The initiative will focus on dray trucks – large diesel trucks used at port facilities to haul freight from cargo ships to nearby local distribution points. The EPA says that many dray trucks in use at ports today are older and dirtier than trucks used on highways, and contribute to air quality concerns at ports and surrounding areas.

Gina McCarthy, assistant administrator for the office of air and radiation, will unveil the initiative on Tuesday at the Wando Welch terminal in Mount Pleasant, S.C., together with EPA regional administrator Gwen Keyes Fleming, South Carolina State Ports Authority president and CEO Jim Newsome, and other officials.
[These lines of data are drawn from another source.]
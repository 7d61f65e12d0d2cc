use atelier::agent::{Agent, AgentStatus};
use atelier::models::chat::ChatMessage;
use atelier::tools::files::FileSystem;
use std::sync::Arc;
use tokio::sync::{watch, Mutex};

/// Shared application state: one agent, serialized behind a lock so turns
/// never interleave. Tool calls within a turn still run concurrently; the
/// lock only orders whole turns. The status and message receivers are split
/// out so reads stay responsive while a turn holds the lock, which is also
/// how pending tool entries become visible mid-turn. The file workspace is
/// shared with the agent's registry so explorer routes see the same files
/// the tools do.
#[derive(Clone)]
pub struct AppState {
    pub agent: Arc<Mutex<Agent>>,
    pub status: watch::Receiver<AgentStatus>,
    pub messages: watch::Receiver<Vec<ChatMessage>>,
    pub files: Arc<dyn FileSystem>,
}

impl AppState {
    pub fn new(agent: Agent, files: Arc<dyn FileSystem>) -> Self {
        let status = agent.subscribe();
        let messages = agent.watch_messages();
        AppState {
            agent: Arc::new(Mutex::new(agent)),
            status,
            messages,
            files,
        }
    }
}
The SmartWay Transport Partnership brings together major freight shippers, trucking companies, distribution firms and trade associations in an effort to reduce emissions. The partnership aims to save 1.5 billion gallons of fuel, $3.6 billion in fuel costs, 14.7 million metric tons of carbon dioxide, 215,000 tons of nitrogen oxides and 8,000 tons of particulate matter.

A few of the nation’s ports have already introduced programs to reduce emissions from drayage vehicles. At the Port of Seattle, all drayage trucks must have engines from 1994 or later, and must display a “green gateway” sticker to show they are registered with the port.